◆ MATERIAL SHOWN
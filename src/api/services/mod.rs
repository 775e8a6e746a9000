pub mod error_code;
pub mod health;
mod helpers;
pub mod links;
pub mod redirect;
pub mod types;

pub use error_code::ErrorCode;
pub use health::{AppStartTime, HealthService, health_routes};
pub use helpers::{
    api_result, error_from_shortlink, error_response, json_error_handler, query_error_handler,
    success_response,
};
pub use links::links_routes;
pub use redirect::{RedirectService, redirect_routes};
pub use types::*;
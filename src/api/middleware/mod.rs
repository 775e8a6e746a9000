pub mod auth;
pub mod request_id;
pub mod timing;

pub use auth::ApiKeyAuth;
pub use request_id::{RequestId, RequestIdMiddleware};
pub use timing::TimingMiddleware;
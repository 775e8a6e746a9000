use crate::cache::NegativeCache;

/// 空实现：从不记录
pub struct NullNegativeCache;

impl NegativeCache for NullNegativeCache {
    fn contains(&self, _key: &str) -> bool {
        false
    }

    fn mark(&self, _key: &str) {}

    fn remove(&self, _key: &str) {}

    fn clear(&self) {}

    fn entry_count(&self) -> u64 {
        0
    }

    fn is_enabled(&self) -> bool {
        false
    }
}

◆ WORK TASK
All lines in the records that contain "filename" are to be copied and returned.

◆ THE ANSWER
filename src/api/services/mod.rs
filename src/api/middleware/mod.rs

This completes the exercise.